Observability¶

Meridian Runtime provides a comprehensive observability system with structured logging, metrics collection, and distributed tracing. All subsystems are designed to be zero-cost when disabled and integrate seamlessly with external monitoring systems.

Tutorial: Getting Started¶

Basic Configuration¶

Configure all observability subsystems with a single configuration object:

Python

from meridian.observability.config import ObservabilityConfig, configure_observability

# Simple development setup
config = ObservabilityConfig(
    log_level="INFO",
    log_json=True,
    metrics_enabled=True,
    metrics_namespace="myapp",
    tracing_enabled=True,
    tracing_provider="inmemory",
    tracing_sample_rate=1.0
)

configure_observability(config)

Pre-configured Environments¶

Use built-in configurations for common environments:

Python

from meridian.observability.config import get_development_config, get_production_config

# Development: full observability for debugging
dev_config = get_development_config()
configure_observability(dev_config)

# Production: optimized for performance
prod_config = get_production_config()
configure_observability(prod_config)

How-to: Structured Logging¶

Basic Logging¶

Use structured logging with event keys and contextual fields:

Python

from meridian.observability.logging import get_logger

logger = get_logger()

# Simple logging
logger.info("node.start", "Node starting up", node_name="worker", version="1.0")

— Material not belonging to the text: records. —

//! Progress-variable blending of an unreacted and a reacted material.

use serde::{Deserialize, Serialize};

use crate::eos::Departure;
use crate::error::{ThermoError, ThermoResult};
use crate::material::Material;
use crate::pack::ThermoPropertyPack;

/// x·qr + (1 − x)·qu
#[inline]
pub fn blend(x: f64, qr: f64, qu: f64) -> f64 {
    x * qr + (1.0 - x) * qu
}

/// x·qr² + (1 − x)·qu²
#[inline]
pub fn blend_sqr(x: f64, qr: f64, qu: f64) -> f64 {
    x * qr * qr + (1.0 - x) * qu * qu
}

/// Blends quantities that may fail, evaluating only the endpoints that carry weight.
fn blend_with<R, U>(x: f64, reacted: R, unreacted: U) -> ThermoResult<f64>
where
    R: FnOnce() -> ThermoResult<f64>,
    U: FnOnce() -> ThermoResult<f64>,
{
    if x <= 0.0 {
        unreacted()
    } else if x >= 1.0 {
        reacted()
    } else {
        Ok(blend(x, reacted()?, unreacted()?))
    }
}

/// Closure interpolating two materials by the blend weight x ∈ [0, 1].
#[derive(Debug, Clone, PartialEq, Serialize, Deserialize)]
pub struct BlendedThermo {
    pub unreacted: Material,
    pub reacted: Material,
}

impl BlendedThermo {
    pub fn new(unreacted: Material, reacted: Material) -> Self {
        Self {
            unreacted,
            reacted,
        }
    }

    pub fn validate(&self) -> ThermoResult<()> {
        self.unreacted.validate()?;
        self.reacted.validate()
    }

    pub fn molecular_weight(&self, x: f64) -> f64 {
        blend(x, self.reacted.molecular_weight, self.unreacted.molecular_weight)
    }

    pub fn pressure(&self, rho: f64, e: f64, x: f64) -> f64 {
        blend(x, self.reacted.pressure(rho, e), self.unreacted.pressure(rho, e))
    }

    pub fn gamma(&self, rho: f64, e: f64, x: f64) -> f64 {
        blend(x, self.reacted.gamma(rho, e), self.unreacted.gamma(rho, e))
    }

    pub fn pi(&self, rho: f64, e: f64, x: f64) -> f64 {
        blend(x, self.reacted.pi(rho, e), self.unreacted.pi(rho, e))
    }

    pub fn dp_drho(&self, rho: f64, e: f64, x: f64) -> f64 {
        blend(x, self.reacted.dp_drho(rho, e), self.unreacted.dp_drho(rho, e))
    }

    pub fn dp_de(&self, rho: f64, e: f64, x: f64) -> f64 {
        blend(x, self.reacted.dp_de(rho, e), self.unreacted.dp_de(rho, e))
    }

    /// Blended energy departure; a placeholder if either side is one.
    pub fn e_departure(&self, rho: f64, e: f64, x: f64) -> Departure {
        let r = self.reacted.e_departure(rho, e);
        let u = self.unreacted.e_departure(rho, e);
        let v = blend(x, r.value(), u.value());
        if r.is_supported() && u.is_supported() {
            Departure::Exact(v)
        } else {
            Departure::Placeholder(v)
        }
    }

    /// x·c_r² + (1 − x)·c_u² from the unclamped material c².
    pub fn c_sqr(&self, rho: f64, e: f64, x: f64) -> f64 {
        blend(x, self.reacted.c_sqr(rho, e), self.unreacted.c_sqr(rho, e))
    }

    pub fn speed_of_sound(&self, rho: f64, e: f64, x: f64) -> f64 {
        self.c_sqr(rho, e, x).max(0.0).sqrt()
    }

    /// Each material is inverted on its own before the temperatures are blended.
    pub fn temperature(&self, rho: f64, e: f64, x: f64, guess: f64) -> ThermoResult<f64> {
        blend_with(
            x,
            || self.reacted.temperature(rho, e, guess),
            || self.unreacted.temperature(rho, e, guess),
        )
    }

    /// Internal energy at (ρ, T); each material is evaluated before blending.
    pub fn energy(&self, rho: f64, t: f64, x: f64) -> ThermoResult<f64> {
        blend_with(
            x,
            || self.reacted.energy(rho, t),
            || self.unreacted.energy(rho, t),
        )
    }

    pub fn cv(&self, rho: f64, e: f64, t: f64, x: f64) -> f64 {
        blend(x, self.reacted.cv(rho, e, t), self.unreacted.cv(rho, e, t))
    }

    pub fn cp(&self, rho: f64, e: f64, t: f64, x: f64) -> f64 {
        blend(x, self.reacted.cp(rho, e, t), self.unreacted.cp(rho, e, t))
    }

    pub fn cp_by_cv(&self, rho: f64, e: f64, t: f64, x: f64) -> f64 {
        blend(
            x,
            self.reacted.cp_by_cv(rho, e, t),
            self.unreacted.cp_by_cv(rho, e, t),
        )
    }

    pub fn h(&self, rho: f64, e: f64, x: f64) -> f64 {
        blend(x, self.reacted.h(rho, e), self.unreacted.h(rho, e))
    }

    pub fn property_pack(
        &self,
        rho: f64,
        e: f64,
        x: f64,
        guess: f64,
    ) -> ThermoResult<ThermoPropertyPack> {
        let t = self.temperature(rho, e, x, guess)?;
        Ok(ThermoPropertyPack::from_si(
            self.pressure(rho, e, x),
            t,
            rho,
            e,
            self.h(rho, e, x),
            self.cv(rho, e, t, x),
            self.cp(rho, e, t, x),
            self.gamma(rho, e, x),
            self.speed_of_sound(rho, e, x),
        ))
    }
}

const ENERGY_MAX_ITER: usize = 50;
const ENERGY_REL_TOL: f64 = 1e-10;

/// Thermodynamic model of one phase.
#[derive(Debug, Clone, PartialEq, Serialize, Deserialize)]
#[serde(tag = "type")]
pub enum PhaseThermo {
    /// Inert phase; the blend weight is ignored.
    Single(Material),
    /// Reacting phase blended by x = λ^m.
    Detonating(BlendedThermo),
}

impl PhaseThermo {
    pub fn validate(&self) -> ThermoResult<()> {
        match self {
            PhaseThermo::Single(m) => m.validate(),
            PhaseThermo::Detonating(b) => b.validate(),
        }
    }

    pub fn is_detonating(&self) -> bool {
        matches!(self, PhaseThermo::Detonating(_))
    }

    pub fn name(&self) -> &str {
        match self {
            PhaseThermo::Single(m) => &m.name,
            PhaseThermo::Detonating(b) => &b.unreacted.name,
        }
    }

    pub fn molecular_weight(&self, x: f64) -> f64 {
        match self {
            PhaseThermo::Single(m) => m.molecular_weight,
            PhaseThermo::Detonating(b) => b.molecular_weight(x),
        }
    }

    pub fn pressure(&self, rho: f64, e: f64, x: f64) -> f64 {
        match self {
            PhaseThermo::Single(m) => m.pressure(rho, e),
            PhaseThermo::Detonating(b) => b.pressure(rho, e, x),
        }
    }

    pub fn gamma(&self, rho: f64, e: f64, x: f64) -> f64 {
        match self {
            PhaseThermo::Single(m) => m.gamma(rho, e),
            PhaseThermo::Detonating(b) => b.gamma(rho, e, x),
        }
    }

    pub fn pi(&self, rho: f64, e: f64, x: f64) -> f64 {
        match self {
            PhaseThermo::Single(m) => m.pi(rho, e),
            PhaseThermo::Detonating(b) => b.pi(rho, e, x),
        }
    }

    pub fn dp_drho(&self, rho: f64, e: f64, x: f64) -> f64 {
        match self {
            PhaseThermo::Single(m) => m.dp_drho(rho, e),
            PhaseThermo::Detonating(b) => b.dp_drho(rho, e, x),
        }
    }

    pub fn dp_de(&self, rho: f64, e: f64, x: f64) -> f64 {
        match self {
            PhaseThermo::Single(m) => m.dp_de(rho, e),
            PhaseThermo::Detonating(b) => b.dp_de(rho, e, x),
        }
    }

    pub fn e_departure(&self, rho: f64, e: f64, x: f64) -> Departure {
        match self {
            PhaseThermo::Single(m) => m.e_departure(rho, e),
            PhaseThermo::Detonating(b) => b.e_departure(rho, e, x),
        }
    }

    pub fn c_sqr(&self, rho: f64, e: f64, x: f64) -> f64 {
        match self {
            PhaseThermo::Single(m) => m.c_sqr(rho, e),
            PhaseThermo::Detonating(b) => b.c_sqr(rho, e, x),
        }
    }

    pub fn speed_of_sound(&self, rho: f64, e: f64, x: f64) -> f64 {
        self.c_sqr(rho, e, x).max(0.0).sqrt()
    }

    pub fn temperature(&self, rho: f64, e: f64, x: f64, guess: f64) -> ThermoResult<f64> {
        match self {
            PhaseThermo::Single(m) => m.temperature(rho, e, guess),
            PhaseThermo::Detonating(b) => b.temperature(rho, e, x, guess),
        }
    }

    pub fn energy(&self, rho: f64, t: f64, x: f64) -> ThermoResult<f64> {
        match self {
            PhaseThermo::Single(m) => m.energy(rho, t),
            PhaseThermo::Detonating(b) => b.energy(rho, t, x),
        }
    }

    pub fn cv(&self, rho: f64, e: f64, t: f64, x: f64) -> f64 {
        match self {
            PhaseThermo::Single(m) => m.cv(rho, e, t),
            PhaseThermo::Detonating(b) => b.cv(rho, e, t, x),
        }
    }

    pub fn cp(&self, rho: f64, e: f64, t: f64, x: f64) -> f64 {
        match self {
            PhaseThermo::Single(m) => m.cp(rho, e, t),
            PhaseThermo::Detonating(b) => b.cp(rho, e, t, x),
        }
    }

    pub fn cp_by_cv(&self, rho: f64, e: f64, t: f64, x: f64) -> f64 {
        match self {
            PhaseThermo::Single(m) => m.cp_by_cv(rho, e, t),
            PhaseThermo::Detonating(b) => b.cp_by_cv(rho, e, t, x),
        }
    }

    /// Specific internal energy giving pressure `p` at density `rho`.
    ///
    /// Starts from the frozen-Γ estimate e = (p + Π)/((Γ − 1)ρ) and refines
    /// with Newton steps on p(ρ, e).
    pub fn energy_for_pressure(&self, rho: f64, p: f64, x: f64) -> ThermoResult<f64> {
        if !rho.is_finite() || rho <= 0.0 || !p.is_finite() {
            return Err(ThermoError::NonPhysical {
                what: "density or pressure for energy inversion",
            });
        }
        let frozen = |e: f64| (p + self.pi(rho, e, x)) / ((self.gamma(rho, e, x) - 1.0) * rho);
        let mut e = frozen(frozen(0.0));
        for _ in 0..ENERGY_MAX_ITER {
            let residual = self.pressure(rho, e, x) - p;
            if residual.abs() <= ENERGY_REL_TOL * p.abs().max(1.0) {
                return Ok(e);
            }
            let slope = self.dp_de(rho, e, x);
            if !slope.is_finite() || slope.abs() < f64::EPSILON {
                break;
            }
            e -= residual / slope;
        }
        Err(ThermoError::ConvergenceFailed {
            what: "energy from pressure",
        })
    }

    pub fn property_pack(
        &self,
        rho: f64,
        e: f64,
        x: f64,
        guess: f64,
    ) -> ThermoResult<ThermoPropertyPack> {
        match self {
            PhaseThermo::Single(m) => {
                let t = m.temperature(rho, e, guess)?;
                Ok(ThermoPropertyPack::from_si(
                    m.pressure(rho, e),
                    t,
                    rho,
                    e,
                    m.h(rho, e),
                    m.cv(rho, e, t),
                    m.cp(rho, e, t),
                    m.gamma(rho, e),
                    m.speed_of_sound(rho, e),
                ))
            }
            PhaseThermo::Detonating(b) => b.property_pack(rho, e, x, guess),
        }
    }
}

#[cfg(test)]
mod tests {
    use super::*;
    use crate::caloric::CaloricModel;
    use crate::eos::EquationOfState;

    fn gas(gamma: f64, cv: f64) -> Material {
        Material::new(
            "gas",
            28.0,
            EquationOfState::IdealGas { gamma },
            CaloricModel::ConstantCv { cv, e_ref: 0.0 },
        )
        .unwrap()
    }

    #[test]
    fn blend_endpoints_are_exact() {
        assert_eq!(blend(0.0, 3.0, 7.0), 7.0);
        assert_eq!(blend(1.0, 3.0, 7.0), 3.0);
        assert_eq!(blend_sqr(1.0, 3.0, 7.0), 9.0);
        assert_eq!(blend_sqr(0.0, 3.0, 7.0), 49.0);
    }

    #[test]
    fn temperature_blends_after_inversion() {
        let b = BlendedThermo::new(gas(1.4, 700.0), gas(1.3, 1400.0));
        let e = 1.0e6;
        let tu = b.unreacted.temperature(1.0, e, 300.0).unwrap();
        let tr = b.reacted.temperature(1.0, e, 300.0).unwrap();
        let t = b.temperature(1.0, e, 0.5, 300.0).unwrap();
        assert!((t - 0.5 * (tu + tr)).abs() < 1e-9);
    }

    #[test]
    fn energy_for_pressure_inverts_pressure() {
        let p = PhaseThermo::Detonating(BlendedThermo::new(gas(1.4, 700.0), gas(1.25, 900.0)));
        let e = p.energy_for_pressure(1.1, 2.0e5, 0.4).unwrap();
        assert!((p.pressure(1.1, e, 0.4) - 2.0e5).abs() < 1e-4);
    }

    #[test]
    fn single_phase_ignores_weight() {
        let p = PhaseThermo::Single(gas(1.4, 718.0));
        assert_eq!(p.pressure(1.2, 2.0e5, 0.0), p.pressure(1.2, 2.0e5, 0.7));
        assert!(!p.is_detonating());
    }
}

# Error logging with context
logger.error("node.error", "Failed to process message", 
            error="validation_failed", 
            message_id="123",
            port="input")

Contextual Logging¶

Enrich logs with runtime context using with_context():

Python

from meridian.observability.logging import get_logger, with_context

logger = get_logger()

# Add context for a block of operations
with with_context(node="worker", edge_id="input->output", trace_id="abc-123"):
    logger.info("processing.start", "Starting message processing")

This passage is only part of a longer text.